▸ WORK ITEM: The answer is a number and only a number: how many lines of the data include the string "bounded"?

▸ AVAILABLE RECORDS:
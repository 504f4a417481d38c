//! Infrastructure layer - External systems integration
//!
//! This module handles all external system concerns:
//! - Database connections and migrations
//! - Repositories (credential store, document collections)
//! - The data store hub injected into services
//! - An in-memory store double (`test-utils`)

pub mod db;
#[cfg(any(test, feature = "test-utils"))]
pub mod memory;
pub mod repositories;
pub mod store;

pub use db::{Database, Migrator};
pub use repositories::{Collection, DocumentEntity, SeaCollection, UserRepository, UserStore};
pub use store::{DataStore, Persistence};

#[cfg(any(test, feature = "test-utils"))]
pub use repositories::MockUserRepository;

#[cfg(any(test, feature = "test-utils"))]
pub use memory::MemoryStore;
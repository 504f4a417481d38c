//! Registration and login through the HTTP surface.

mod common;

use std::sync::Arc;

use axum::http::StatusCode;
use jsonwebtoken::{decode, DecodingKey, Validation};
use serde_json::json;

use common::{test_config, TestApp, TEST_SECRET};
use relief_api::infra::MemoryStore;
use relief_api::services::{AuthService, Authenticator, Claims};
use relief_api::AppError;

fn ana() -> serde_json::Value {
    json!({"name": "Ana", "email": "a@x.com", "password": "p@ss1"})
}

#[tokio::test]
async fn test_register_then_login_scenario() {
    let app = TestApp::new();

    let (status, body) = app.post("/api/v1/register", ana()).await;
    assert_eq!(status, StatusCode::CREATED);
    assert_eq!(body, json!({"success": true, "message": "User registered successfully"}));

    let (status, body) = app.post("/api/v1/register", ana()).await;
    assert_eq!(status, StatusCode::BAD_REQUEST);
    assert_eq!(body["success"], false);
    assert_eq!(body["message"], "User already exists");

    let (status, body) = app
        .post("/api/v1/login", json!({"email": "a@x.com", "password": "wrong"}))
        .await;
    assert_eq!(status, StatusCode::UNAUTHORIZED);
    assert_eq!(body["message"], "Invalid email or password");

    let (status, body) = app
        .post("/api/v1/login", json!({"email": "a@x.com", "password": "p@ss1"}))
        .await;
    assert_eq!(status, StatusCode::OK);
    assert_eq!(body["success"], true);
    assert_eq!(body["message"], "Login successful");
    assert!(!body["token"].as_str().unwrap().is_empty());
}

#[tokio::test]
async fn test_token_claims_match_account() {
    let app = TestApp::new();
    app.post("/api/v1/register", ana()).await;

    let (_, body) = app
        .post("/api/v1/login", json!({"email": "a@x.com", "password": "p@ss1"}))
        .await;

    let token = body["token"].as_str().unwrap();
    let claims = decode::<Claims>(
        token,
        &DecodingKey::from_secret(TEST_SECRET.as_bytes()),
        &Validation::default(),
    )
    .unwrap()
    .claims;

    assert_eq!(claims.email, "a@x.com");
    assert_eq!(claims.name, "Ana");
    assert_eq!(claims.role, "user");
    assert_eq!(body["expires_in"], claims.exp - claims.iat);
}

#[tokio::test]
async fn test_unknown_email_and_wrong_password_look_alike() {
    let app = TestApp::new();
    app.post("/api/v1/register", ana()).await;

    let wrong_password = app
        .post("/api/v1/login", json!({"email": "a@x.com", "password": "nope"}))
        .await;
    let unknown_email = app
        .post("/api/v1/login", json!({"email": "b@x.com", "password": "p@ss1"}))
        .await;

    assert_eq!(wrong_password, unknown_email);
}

#[tokio::test]
async fn test_stored_hashes_are_salted() {
    let app = TestApp::new();
    app.post("/api/v1/register", ana()).await;
    app.post(
        "/api/v1/register",
        json!({"name": "Ben", "email": "b@x.com", "password": "p@ss1"}),
    )
    .await;

    let users = app.store.users.snapshot();
    assert_eq!(users.len(), 2);
    assert_ne!(users[0].password_hash, "p@ss1");
    assert_ne!(users[0].password_hash, users[1].password_hash);
}

#[tokio::test]
async fn test_concurrent_registration_single_winner() {
    let store = Arc::new(MemoryStore::new());
    let auth = Arc::new(Authenticator::new(store.users.clone(), test_config()));

    let attempts = (0..8).map(|_| {
        let auth = auth.clone();
        async move {
            auth.register("Ana".into(), "a@x.com".into(), "p@ss1".into())
                .await
        }
    });
    let results = futures::future::join_all(attempts).await;

    let successes = results.iter().filter(|r| r.is_ok()).count();
    assert_eq!(successes, 1);
    assert!(results
        .iter()
        .filter_map(|r| r.as_ref().err())
        .all(|e| matches!(e, AppError::AlreadyExists(_))));
    assert_eq!(store.users.snapshot().len(), 1);
}

#[tokio::test]
async fn test_register_validation() {
    let app = TestApp::new();

    let (status, body) = app
        .post(
            "/api/v1/register",
            json!({"name": "Ana", "email": "not-an-email", "password": "p@ss1"}),
        )
        .await;
    assert_eq!(status, StatusCode::BAD_REQUEST);
    assert_eq!(body["code"], "VALIDATION_ERROR");
    assert_eq!(body["message"], "Invalid email format");

    let (status, _) = app
        .post("/api/v1/register", json!({"name": "Ana", "email": "a@x.com", "password": ""}))
        .await;
    assert_eq!(status, StatusCode::BAD_REQUEST);

    let (status, _) = app
        .post("/api/v1/register", json!({"email": "a@x.com", "password": "p@ss1"}))
        .await;
    assert_eq!(status, StatusCode::BAD_REQUEST);
    assert!(app.store.users.snapshot().is_empty());
}

#[tokio::test]
async fn test_users_listing_hides_password() {
    let app = TestApp::new();
    app.post("/api/v1/register", ana()).await;

    let (status, body) = app.get("/api/v1/users").await;
    assert_eq!(status, StatusCode::OK);

    let users = body.as_array().unwrap();
    assert_eq!(users.len(), 1);
    assert_eq!(users[0]["email"], "a@x.com");
    assert_eq!(users[0]["role"], "user");
    assert!(users[0].get("password_hash").is_none());
    assert!(!body.to_string().contains("$2"));
}
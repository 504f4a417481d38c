//! In-memory [`DataStore`] for tests.
//!
//! Mirrors the relational store's observable behavior: ids and timestamps are
//! assigned on insert, lists come back oldest first, and email-keyed
//! collections reject a second document for the same email with
//! [`AppError::DuplicateKey`], just as the unique indexes do.

use std::sync::atomic::{AtomicBool, Ordering};
use std::sync::{Arc, Mutex, MutexGuard};

use async_trait::async_trait;
use chrono::Utc;
use uuid::Uuid;

use super::repositories::{Collection, UserRepository};
use super::store::DataStore;
use crate::domain::{
    Comment, ContactMessage, Document, Donation, NewUser, NewsletterSubscription, ReliefGood,
    Supply, Testimonial, User, Volunteer,
};
use crate::errors::{AppError, AppResult};

fn lock<T>(mutex: &Mutex<T>) -> MutexGuard<'_, T> {
    // A panicking test thread must not wedge the rest of the suite
    mutex.lock().unwrap_or_else(|poisoned| poisoned.into_inner())
}

/// Vec-backed collection; insertion order doubles as creation order.
pub struct MemoryCollection<D> {
    docs: Mutex<Vec<D>>,
}

impl<D> Default for MemoryCollection<D> {
    fn default() -> Self {
        Self {
            docs: Mutex::new(Vec::new()),
        }
    }
}

impl<D: Document> MemoryCollection<D> {
    fn email_taken(docs: &[D], candidate: &D) -> bool {
        match candidate.email() {
            Some(email) => docs
                .iter()
                .any(|d| d.id() != candidate.id() && d.email() == Some(email)),
            None => false,
        }
    }

    pub fn len(&self) -> usize {
        lock(&self.docs).len()
    }

    pub fn is_empty(&self) -> bool {
        self.len() == 0
    }
}

#[async_trait]
impl<D: Document> Collection<D> for MemoryCollection<D> {
    async fn list(&self) -> AppResult<Vec<D>> {
        Ok(lock(&self.docs).clone())
    }

    async fn get_by_id(&self, id: Uuid) -> AppResult<Option<D>> {
        Ok(lock(&self.docs).iter().find(|d| d.id() == id).cloned())
    }

    async fn find_by_email(&self, email: &str) -> AppResult<Option<D>> {
        Ok(lock(&self.docs)
            .iter()
            .find(|d| d.email() == Some(email))
            .cloned())
    }

    async fn insert(&self, draft: D::Draft) -> AppResult<D> {
        let doc = D::build(Uuid::new_v4(), Utc::now(), draft);
        let mut docs = lock(&self.docs);
        if Self::email_taken(&docs, &doc) {
            return Err(AppError::DuplicateKey);
        }
        docs.push(doc.clone());
        Ok(doc)
    }

    async fn upsert(&self, id: Uuid, draft: D::Draft) -> AppResult<D> {
        let mut docs = lock(&self.docs);
        let position = docs.iter().position(|d| d.id() == id);
        let created_at = position.map_or_else(Utc::now, |i| docs[i].created_at());
        let doc = D::build(id, created_at, draft);

        if Self::email_taken(&docs, &doc) {
            return Err(AppError::DuplicateKey);
        }
        match position {
            Some(i) => docs[i] = doc.clone(),
            None => docs.push(doc.clone()),
        }
        Ok(doc)
    }

    async fn delete(&self, id: Uuid) -> AppResult<bool> {
        let mut docs = lock(&self.docs);
        let before = docs.len();
        docs.retain(|d| d.id() != id);
        Ok(docs.len() < before)
    }
}

/// Credential store kept in a Vec, unique on email.
#[derive(Default)]
pub struct MemoryUsers {
    users: Mutex<Vec<User>>,
}

impl MemoryUsers {
    pub fn snapshot(&self) -> Vec<User> {
        lock(&self.users).clone()
    }
}

#[async_trait]
impl UserRepository for MemoryUsers {
    async fn find_by_email(&self, email: &str) -> AppResult<Option<User>> {
        Ok(lock(&self.users).iter().find(|u| u.email == email).cloned())
    }

    async fn insert(&self, new_user: NewUser) -> AppResult<User> {
        let mut users = lock(&self.users);
        if users.iter().any(|u| u.email == new_user.email) {
            return Err(AppError::DuplicateKey);
        }

        let user = User {
            id: Uuid::new_v4(),
            email: new_user.email,
            password_hash: new_user.password_hash,
            name: new_user.name,
            role: new_user.role,
            created_at: Utc::now(),
        };
        users.push(user.clone());
        Ok(user)
    }

    async fn list(&self) -> AppResult<Vec<User>> {
        Ok(lock(&self.users).clone())
    }
}

/// Process-local [`DataStore`] with public handles to every collection.
#[derive(Default)]
pub struct MemoryStore {
    pub users: Arc<MemoryUsers>,
    pub relief_goods: Arc<MemoryCollection<ReliefGood>>,
    pub donations: Arc<MemoryCollection<Donation>>,
    pub supplies: Arc<MemoryCollection<Supply>>,
    pub newsletter: Arc<MemoryCollection<NewsletterSubscription>>,
    pub contact_messages: Arc<MemoryCollection<ContactMessage>>,
    pub testimonials: Arc<MemoryCollection<Testimonial>>,
    pub volunteers: Arc<MemoryCollection<Volunteer>>,
    pub comments: Arc<MemoryCollection<Comment>>,
    offline: AtomicBool,
}

impl MemoryStore {
    pub fn new() -> Self {
        Self::default()
    }

    /// Make `ping` fail as if the database were unreachable.
    pub fn set_offline(&self, offline: bool) {
        self.offline.store(offline, Ordering::SeqCst);
    }
}

#[async_trait]
impl DataStore for MemoryStore {
    fn users(&self) -> Arc<dyn UserRepository> {
        self.users.clone()
    }

    fn relief_goods(&self) -> Arc<dyn Collection<ReliefGood>> {
        self.relief_goods.clone()
    }

    fn donations(&self) -> Arc<dyn Collection<Donation>> {
        self.donations.clone()
    }

    fn supplies(&self) -> Arc<dyn Collection<Supply>> {
        self.supplies.clone()
    }

    fn newsletter(&self) -> Arc<dyn Collection<NewsletterSubscription>> {
        self.newsletter.clone()
    }

    fn contact_messages(&self) -> Arc<dyn Collection<ContactMessage>> {
        self.contact_messages.clone()
    }

    fn testimonials(&self) -> Arc<dyn Collection<Testimonial>> {
        self.testimonials.clone()
    }

    fn volunteers(&self) -> Arc<dyn Collection<Volunteer>> {
        self.volunteers.clone()
    }

    fn comments(&self) -> Arc<dyn Collection<Comment>> {
        self.comments.clone()
    }

    async fn ping(&self) -> AppResult<()> {
        if self.offline.load(Ordering::SeqCst) {
            return Err(AppError::StoreUnavailable("memory store offline".into()));
        }
        Ok(())
    }
}

#[cfg(test)]
mod tests {
    use super::*;
    use crate::domain::{NewComment, NewSubscription, UserRole};

    fn subscription(email: &str) -> NewSubscription {
        NewSubscription {
            name: "Ana".to_string(),
            email: email.to_string(),
        }
    }

    #[tokio::test]
    async fn test_keyed_collection_rejects_second_email() {
        let newsletter = MemoryCollection::<NewsletterSubscription>::default();

        newsletter.insert(subscription("a@x.io")).await.unwrap();
        let result = newsletter.insert(subscription("a@x.io")).await;

        assert!(matches!(result, Err(AppError::DuplicateKey)));
        assert_eq!(newsletter.len(), 1);
    }

    #[tokio::test]
    async fn test_unkeyed_collection_allows_repeats() {
        let comments = MemoryCollection::<Comment>::default();
        let draft = || NewComment {
            name: "Ana".to_string(),
            email: "a@x.io".to_string(),
            message: "hi".to_string(),
        };

        comments.insert(draft()).await.unwrap();
        comments.insert(draft()).await.unwrap();

        assert_eq!(comments.len(), 2);
    }

    #[tokio::test]
    async fn test_upsert_keeps_created_at() {
        let newsletter = MemoryCollection::<NewsletterSubscription>::default();
        let first = newsletter.insert(subscription("a@x.io")).await.unwrap();

        let replaced = newsletter
            .upsert(first.id, subscription("b@x.io"))
            .await
            .unwrap();

        assert_eq!(replaced.created_at, first.created_at);
        assert_eq!(replaced.details.email, "b@x.io");
        assert_eq!(newsletter.len(), 1);
    }

    #[tokio::test]
    async fn test_users_unique_on_email() {
        let users = MemoryUsers::default();
        let new_user = || NewUser {
            email: "ana@x.io".to_string(),
            name: "Ana".to_string(),
            password_hash: "hash".to_string(),
            role: UserRole::User,
        };

        users.insert(new_user()).await.unwrap();
        let result = users.insert(new_user()).await;

        assert!(matches!(result, Err(AppError::DuplicateKey)));
        assert_eq!(users.snapshot().len(), 1);
    }

    #[tokio::test]
    async fn test_offline_ping() {
        let store = MemoryStore::new();
        assert!(store.ping().await.is_ok());

        store.set_offline(true);
        assert!(matches!(store.ping().await, Err(AppError::StoreUnavailable(_))));
    }
}
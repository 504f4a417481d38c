//! Credential store: persisted user accounts keyed by unique email.

use std::time::Duration;

use async_trait::async_trait;
use chrono::Utc;
use sea_orm::{
    ActiveModelTrait, ColumnTrait, DatabaseConnection, EntityTrait, QueryFilter, QueryOrder, Set,
};
use uuid::Uuid;

use super::entities::user::{self, ActiveModel, Entity as UserEntity};
use crate::domain::{NewUser, User};
use crate::errors::AppResult;
use crate::infra::db::bounded;

#[cfg(any(test, feature = "test-utils"))]
use mockall::automock;

/// User repository trait for dependency injection.
///
/// Accounts are only ever created; there is no update or delete.
#[cfg_attr(any(test, feature = "test-utils"), automock)]
#[async_trait]
pub trait UserRepository: Send + Sync {
    /// Find user by exact (case-sensitive) email
    async fn find_by_email(&self, email: &str) -> AppResult<Option<User>>;

    /// Persist a new account.
    ///
    /// Fails with `AppError::DuplicateKey` when the email is already taken,
    /// including when a concurrent insert won the race.
    async fn insert(&self, user: NewUser) -> AppResult<User>;

    /// List all users, oldest first
    async fn list(&self) -> AppResult<Vec<User>>;
}

/// SeaORM implementation of UserRepository
pub struct UserStore {
    db: DatabaseConnection,
    timeout: Duration,
}

impl UserStore {
    /// Create new repository instance
    pub fn new(db: DatabaseConnection, timeout: Duration) -> Self {
        Self { db, timeout }
    }
}

#[async_trait]
impl UserRepository for UserStore {
    async fn find_by_email(&self, email: &str) -> AppResult<Option<User>> {
        let query = UserEntity::find().filter(user::Column::Email.eq(email));
        let result = bounded(self.timeout, query.one(&self.db)).await?;

        Ok(result.map(User::from))
    }

    async fn insert(&self, new_user: NewUser) -> AppResult<User> {
        let active_model = ActiveModel {
            id: Set(Uuid::new_v4()),
            email: Set(new_user.email),
            password_hash: Set(new_user.password_hash),
            name: Set(new_user.name),
            role: Set(new_user.role.to_string()),
            created_at: Set(Utc::now()),
        };

        let model = bounded(self.timeout, active_model.insert(&self.db)).await?;

        Ok(User::from(model))
    }

    async fn list(&self) -> AppResult<Vec<User>> {
        let query = UserEntity::find().order_by_asc(user::Column::CreatedAt);
        let models = bounded(self.timeout, query.all(&self.db)).await?;

        Ok(models.into_iter().map(User::from).collect())
    }
}
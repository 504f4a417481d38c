//! Custom request extractors.

mod id_path;
mod validated_json;

pub use id_path::IdPath;
pub use validated_json::ValidatedJson;
//! Migration: Create the content collections (catalog, donations, supply
//! posts and community submissions).

use sea_orm_migration::prelude::*;

#[derive(DeriveMigrationName)]
pub struct Migration;

fn id<T: IntoIden>(col: T) -> ColumnDef {
    ColumnDef::new(col).uuid().not_null().primary_key().to_owned()
}

fn text<T: IntoIden>(col: T) -> ColumnDef {
    ColumnDef::new(col).text().not_null().to_owned()
}

fn optional_text<T: IntoIden>(col: T) -> ColumnDef {
    ColumnDef::new(col).text().null().to_owned()
}

fn amount<T: IntoIden>(col: T) -> ColumnDef {
    ColumnDef::new(col).double().not_null().to_owned()
}

fn unique_email<T: IntoIden>(col: T) -> ColumnDef {
    ColumnDef::new(col).string().not_null().unique_key().to_owned()
}

fn created_at<T: IntoIden>(col: T) -> ColumnDef {
    ColumnDef::new(col)
        .timestamp_with_time_zone()
        .not_null()
        .default(Expr::current_timestamp())
        .to_owned()
}

#[async_trait::async_trait]
impl MigrationTrait for Migration {
    async fn up(&self, manager: &SchemaManager) -> Result<(), DbErr> {
        manager
            .create_table(
                Table::create()
                    .table(ReliefGoods::Table)
                    .if_not_exists()
                    .col(&mut id(ReliefGoods::Id))
                    .col(&mut text(ReliefGoods::Title))
                    .col(&mut text(ReliefGoods::Category))
                    .col(&mut optional_text(ReliefGoods::ImageUrl))
                    .col(&mut amount(ReliefGoods::Amount))
                    .col(&mut text(ReliefGoods::Description))
                    .col(&mut created_at(ReliefGoods::CreatedAt))
                    .to_owned(),
            )
            .await?;

        manager
            .create_table(
                Table::create()
                    .table(Donations::Table)
                    .if_not_exists()
                    .col(&mut id(Donations::Id))
                    .col(&mut text(Donations::Name))
                    .col(&mut text(Donations::Email))
                    .col(&mut amount(Donations::Amount))
                    .col(&mut created_at(Donations::CreatedAt))
                    .to_owned(),
            )
            .await?;

        manager
            .create_table(
                Table::create()
                    .table(Supplies::Table)
                    .if_not_exists()
                    .col(&mut id(Supplies::Id))
                    .col(&mut optional_text(Supplies::ImageUrl))
                    .col(&mut text(Supplies::Category))
                    .col(&mut text(Supplies::Title))
                    .col(&mut amount(Supplies::Amount))
                    .col(&mut text(Supplies::Description))
                    .col(&mut created_at(Supplies::CreatedAt))
                    .to_owned(),
            )
            .await?;

        manager
            .create_table(
                Table::create()
                    .table(NewsletterSubscriptions::Table)
                    .if_not_exists()
                    .col(&mut id(NewsletterSubscriptions::Id))
                    .col(&mut text(NewsletterSubscriptions::Name))
                    .col(&mut unique_email(NewsletterSubscriptions::Email))
                    .col(&mut created_at(NewsletterSubscriptions::CreatedAt))
                    .to_owned(),
            )
            .await?;

        manager
            .create_table(
                Table::create()
                    .table(ContactMessages::Table)
                    .if_not_exists()
                    .col(&mut id(ContactMessages::Id))
                    .col(&mut text(ContactMessages::Name))
                    .col(&mut text(ContactMessages::Email))
                    .col(&mut text(ContactMessages::Message))
                    .col(&mut created_at(ContactMessages::CreatedAt))
                    .to_owned(),
            )
            .await?;

        manager
            .create_table(
                Table::create()
                    .table(Testimonials::Table)
                    .if_not_exists()
                    .col(&mut id(Testimonials::Id))
                    .col(&mut text(Testimonials::Name))
                    .col(&mut text(Testimonials::Email))
                    .col(&mut optional_text(Testimonials::Image))
                    .col(&mut text(Testimonials::Position))
                    .col(&mut text(Testimonials::Company))
                    .col(&mut text(Testimonials::Review))
                    .col(&mut created_at(Testimonials::CreatedAt))
                    .to_owned(),
            )
            .await?;

        manager
            .create_table(
                Table::create()
                    .table(Volunteers::Table)
                    .if_not_exists()
                    .col(&mut id(Volunteers::Id))
                    .col(&mut text(Volunteers::Name))
                    .col(&mut unique_email(Volunteers::Email))
                    .col(&mut optional_text(Volunteers::Image))
                    .col(&mut text(Volunteers::Phone))
                    .col(&mut text(Volunteers::Location))
                    .col(&mut text(Volunteers::Occupation))
                    .col(&mut created_at(Volunteers::CreatedAt))
                    .to_owned(),
            )
            .await?;

        manager
            .create_table(
                Table::create()
                    .table(Comments::Table)
                    .if_not_exists()
                    .col(&mut id(Comments::Id))
                    .col(&mut text(Comments::Name))
                    .col(&mut text(Comments::Email))
                    .col(&mut text(Comments::Message))
                    .col(&mut created_at(Comments::CreatedAt))
                    .to_owned(),
            )
            .await
    }

    async fn down(&self, manager: &SchemaManager) -> Result<(), DbErr> {
        manager
            .drop_table(
                Table::drop()
                    .table(ReliefGoods::Table)
                    .table(Donations::Table)
                    .table(Supplies::Table)
                    .table(NewsletterSubscriptions::Table)
                    .table(ContactMessages::Table)
                    .table(Testimonials::Table)
                    .table(Volunteers::Table)
                    .table(Comments::Table)
                    .if_exists()
                    .to_owned(),
            )
            .await
    }
}

#[derive(Iden)]
enum ReliefGoods {
    Table,
    Id,
    Title,
    Category,
    ImageUrl,
    Amount,
    Description,
    CreatedAt,
}

#[derive(Iden)]
enum Donations {
    Table,
    Id,
    Name,
    Email,
    Amount,
    CreatedAt,
}

#[derive(Iden)]
enum Supplies {
    Table,
    Id,
    ImageUrl,
    Category,
    Title,
    Amount,
    Description,
    CreatedAt,
}

#[derive(Iden)]
enum NewsletterSubscriptions {
    Table,
    Id,
    Name,
    Email,
    CreatedAt,
}

#[derive(Iden)]
enum ContactMessages {
    Table,
    Id,
    Name,
    Email,
    Message,
    CreatedAt,
}

#[derive(Iden)]
enum Testimonials {
    Table,
    Id,
    Name,
    Email,
    Image,
    Position,
    Company,
    Review,
    CreatedAt,
}

#[derive(Iden)]
enum Volunteers {
    Table,
    Id,
    Name,
    Email,
    Image,
    Phone,
    Location,
    Occupation,
    CreatedAt,
}

#[derive(Iden)]
enum Comments {
    Table,
    Id,
    Name,
    Email,
    Message,
    CreatedAt,
}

▸ RESULT BELOW: 4